***** Data for this task
//! JSON-backed user store.
//!
//! The whole state lives in a single pretty-printed JSON document on disk:
//! the registered users, the active session and the onboarding flag. Every
//! operation loads the document, works on it in memory and (when it mutates)
//! writes the full document back. A missing file reads as an empty store.

use std::{
    fs, io,
    path::{Path, PathBuf},
};

use serde::{Deserialize, Serialize};

use crate::{EngineError, ResultEngine, StoreError, users::User};

/// On-disk document shape.
#[derive(Debug, Default, Serialize, Deserialize)]
pub(crate) struct Document {
    #[serde(default)]
    users: Vec<User>,
    #[serde(default, skip_serializing_if = "Option::is_none")]
    current_user: Option<User>,
    #[serde(default)]
    onboarding_complete: bool,
}

/// Credential check, separated from the store so callers can swap in other
/// account sources (for instance [`DemoUsers`](crate::DemoUsers)).
pub trait AuthLookup {
    /// Looks up a user by username and password.
    ///
    /// # Errors
    ///
    /// Returns [`EngineError::InvalidCredentials`] on any mismatch, without
    /// revealing which part failed.
    fn authenticate(&self, username: &str, password: &str) -> ResultEngine<User>;
}

/// Handle on the document at a given path.
pub struct UserStore {
    path: PathBuf,
}

impl UserStore {
    #[must_use]
    pub fn new(path: impl Into<PathBuf>) -> Self {
        Self { path: path.into() }
    }

    #[must_use]
    pub fn path(&self) -> &Path {
        &self.path
    }

    fn load(&self) -> Result<Document, StoreError> {
        let raw = match fs::read_to_string(&self.path) {
            Ok(raw) => raw,
            Err(err) if err.kind() == io::ErrorKind::NotFound => return Ok(Document::default()),
            Err(err) => return Err(err.into()),
        };
        Ok(serde_json::from_str(&raw)?)
    }

    fn save(&self, document: &Document) -> Result<(), StoreError> {
        if let Some(parent) = self.path.parent() {
            fs::create_dir_all(parent)?;
        }
        let raw = serde_json::to_string_pretty(document)?;
        fs::write(&self.path, raw)?;
        Ok(())
    }

    /// Returns all registered users.
    pub fn users(&self) -> ResultEngine<Vec<User>> {
        Ok(self.load()?.users)
    }

    /// Finds a registered user by email.
    ///
    /// # Errors
    ///
    /// Returns [`EngineError::NotFound`] if no user carries that email.
    pub fn find_by_email(&self, email: &str) -> ResultEngine<User> {
        self.load()?
            .users
            .into_iter()
            .find(|user| user.email() == email)
            .ok_or_else(|| EngineError::NotFound(email.to_string()))
    }

    /// Inserts the user, or replaces the existing entry with the same email
    /// in place.
    pub fn upsert(&self, user: &User) -> ResultEngine<()> {
        let mut document = self.load()?;
        upsert_into(&mut document.users, user);
        Ok(self.save(&document)?)
    }

    /// Registers a new user and signs them in.
    ///
    /// # Errors
    ///
    /// Returns [`EngineError::ExistingKey`] if the email is already taken.
    pub fn register(&self, user: &User) -> ResultEngine<()> {
        let mut document = self.load()?;
        if document.users.iter().any(|known| known.email() == user.email()) {
            return Err(EngineError::ExistingKey(user.email().to_string()));
        }
        document.users.push(user.clone());
        document.current_user = Some(user.clone());
        Ok(self.save(&document)?)
    }

    /// Returns the signed-in user, if any.
    ///
    /// The session holds the snapshot taken when it was set; it does not
    /// track later edits to the registered entry.
    pub fn session(&self) -> ResultEngine<Option<User>> {
        Ok(self.load()?.current_user)
    }

    /// Marks the user as signed in without touching the registered entries.
    pub fn set_session(&self, user: &User) -> ResultEngine<()> {
        let mut document = self.load()?;
        document.current_user = Some(user.clone());
        Ok(self.save(&document)?)
    }

    /// Signs the current user out.
    pub fn clear_session(&self) -> ResultEngine<()> {
        let mut document = self.load()?;
        document.current_user = None;
        Ok(self.save(&document)?)
    }

    pub fn onboarding_complete(&self) -> ResultEngine<bool> {
        Ok(self.load()?.onboarding_complete)
    }

    pub fn set_onboarding_complete(&self, complete: bool) -> ResultEngine<()> {
        let mut document = self.load()?;
        document.onboarding_complete = complete;
        Ok(self.save(&document)?)
    }

    /// Upserts the user into the registry **and** makes them the session, in
    /// one write. This is the commit path after any operation that changes a
    /// signed-in user.
    pub fn commit_and_activate(&self, user: &User) -> ResultEngine<()> {
        let mut document = self.load()?;
        upsert_into(&mut document.users, user);
        document.current_user = Some(user.clone());
        Ok(self.save(&document)?)
    }
}

fn upsert_into(users: &mut Vec<User>, user: &User) {
    for known in users.iter_mut() {
        if known.email() == user.email() {
            *known = user.clone();
            return;
        }
    }
    users.push(user.clone());
}

impl AuthLookup for UserStore {
    fn authenticate(&self, username: &str, password: &str) -> ResultEngine<User> {
        self.load()?
            .users
            .into_iter()
            .find(|user| user.email() == username && user.password() == password)
            .ok_or(EngineError::InvalidCredentials)
    }
}

#[cfg(test)]
mod tests {
    use super::*;

    #[test]
    fn document_omits_an_empty_session() {
        let value = serde_json::to_value(Document::default()).unwrap();
        assert!(value.get("users").is_some());
        assert!(value.get("current_user").is_none());
        assert_eq!(value["onboarding_complete"], serde_json::json!(false));
    }

    #[test]
    fn empty_document_decodes_with_defaults() {
        let document: Document = serde_json::from_str("{}").unwrap();
        assert!(document.users.is_empty());
        assert!(document.current_user.is_none());
        assert!(!document.onboarding_complete);
    }
}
**********
§ **Required action**
Transcribe the lines above precisely, keeping each one unchanged.

§ **Answer space**
//! JSON-backed user store.
//!
//! The whole state lives in a single pretty-printed JSON document on disk:
//! the registered users, the active session and the onboarding flag. Every
//! operation loads the document, works on it in memory and (when it mutates)
//! writes the full document back. A missing file reads as an empty store.

use std::{
    fs, io,
    path::{Path, PathBuf},
};

use serde::{Deserialize, Serialize};

use crate::{EngineError, ResultEngine, StoreError, users::User};

/// On-disk document shape.
#[derive(Debug, Default, Serialize, Deserialize)]
pub(crate) struct Document {
    #[serde(default)]
    users: Vec<User>,
    #[serde(default, skip_serializing_if = "Option::is_none")]
    current_user: Option<User>,
    #[serde(default)]
    onboarding_complete: bool,
}

/// Credential check, separated from the store so callers can swap in other
/// account sources (for instance [`DemoUsers`](crate::DemoUsers)).
pub trait AuthLookup {
    /// Looks up a user by username and password.
    ///
    /// # Errors
    ///
    /// Returns [`EngineError::InvalidCredentials`] on any mismatch, without
    /// revealing which part failed.
    fn authenticate(&self, username: &str, password: &str) -> ResultEngine<User>;
}

/// Handle on the document at a given path.
pub struct UserStore {
    path: PathBuf,
}

impl UserStore {
    #[must_use]
    pub fn new(path: impl Into<PathBuf>) -> Self {
        Self { path: path.into() }
    }

    #[must_use]
    pub fn path(&self) -> &Path {
        &self.path
    }

    fn load(&self) -> Result<Document, StoreError> {
        let raw = match fs::read_to_string(&self.path) {
            Ok(raw) => raw,
            Err(err) if err.kind() == io::ErrorKind::NotFound => return Ok(Document::default()),
            Err(err) => return Err(err.into()),
        };
        Ok(serde_json::from_str(&raw)?)
    }

    fn save(&self, document: &Document) -> Result<(), StoreError> {
        if let Some(parent) = self.path.parent() {
            fs::create_dir_all(parent)?;
        }
        let raw = serde_json::to_string_pretty(document)?;
        fs::write(&self.path, raw)?;
        Ok(())
    }

    /// Returns all registered users.
    pub fn users(&self) -> ResultEngine<Vec<User>> {
        Ok(self.load()?.users)
    }

    /// Finds a registered user by email.
    ///
    /// # Errors
    ///
    /// Returns [`EngineError::NotFound`] if no user carries that email.
    pub fn find_by_email(&self, email: &str) -> ResultEngine<User> {
        self.load()?
            .users
            .into_iter()
            .find(|user| user.email() == email)
            .ok_or_else(|| EngineError::NotFound(email.to_string()))
    }

    /// Inserts the user, or replaces the existing entry with the same email
    /// in place.
    pub fn upsert(&self, user: &User) -> ResultEngine<()> {
        let mut document = self.load()?;
        upsert_into(&mut document.users, user);
        Ok(self.save(&document)?)
    }

    /// Registers a new user and signs them in.
    ///
    /// # Errors
    ///
    /// Returns [`EngineError::ExistingKey`] if the email is already taken.
    pub fn register(&self, user: &User) -> ResultEngine<()> {
        let mut document = self.load()?;
        if document.users.iter().any(|known| known.email() == user.email()) {
            return Err(EngineError::ExistingKey(user.email().to_string()));
        }
        document.users.push(user.clone());
        document.current_user = Some(user.clone());
        Ok(self.save(&document)?)
    }

    /// Returns the signed-in user, if any.
    ///
    /// The session holds the snapshot taken when it was set; it does not
    /// track later edits to the registered entry.
    pub fn session(&self) -> ResultEngine<Option<User>> {
        Ok(self.load()?.current_user)
    }

    /// Marks the user as signed in without touching the registered entries.
    pub fn set_session(&self, user: &User) -> ResultEngine<()> {
        let mut document = self.load()?;
        document.current_user = Some(user.clone());
        Ok(self.save(&document)?)
    }

    /// Signs the current user out.
    pub fn clear_session(&self) -> ResultEngine<()> {
        let mut document = self.load()?;
        document.current_user = None;
        Ok(self.save(&document)?)
    }

    pub fn onboarding_complete(&self) -> ResultEngine<bool> {
        Ok(self.load()?.onboarding_complete)
    }

    pub fn set_onboarding_complete(&self, complete: bool) -> ResultEngine<()> {
        let mut document = self.load()?;
        document.onboarding_complete = complete;
        Ok(self.save(&document)?)
    }

    /// Upserts the user into the registry **and** makes them the session, in
    /// one write. This is the commit path after any operation that changes a
    /// signed-in user.
    pub fn commit_and_activate(&self, user: &User) -> ResultEngine<()> {
        let mut document = self.load()?;
        upsert_into(&mut document.users, user);
        document.current_user = Some(user.clone());
        Ok(self.save(&document)?)
    }
}

fn upsert_into(users: &mut Vec<User>, user: &User) {
    for known in users.iter_mut() {
        if known.email() == user.email() {
            *known = user.clone();
            return;
        }
    }
    users.push(user.clone());
}

impl AuthLookup for UserStore {
    fn authenticate(&self, username: &str, password: &str) -> ResultEngine<User> {
        self.load()?
            .users
            .into_iter()
            .find(|user| user.email() == username && user.password() == password)
            .ok_or(EngineError::InvalidCredentials)
    }
}

#[cfg(test)]
mod tests {
    use super::*;

    #[test]
    fn document_omits_an_empty_session() {
        let value = serde_json::to_value(Document::default()).unwrap();
        assert!(value.get("users").is_some());
        assert!(value.get("current_user").is_none());
        assert_eq!(value["onboarding_complete"], serde_json::json!(false));
    }

    #[test]
    fn empty_document_decodes_with_defaults() {
        let document: Document = serde_json::from_str("{}").unwrap();
        assert!(document.users.is_empty());
        assert!(document.current_user.is_none());
        assert!(!document.onboarding_complete);
    }
}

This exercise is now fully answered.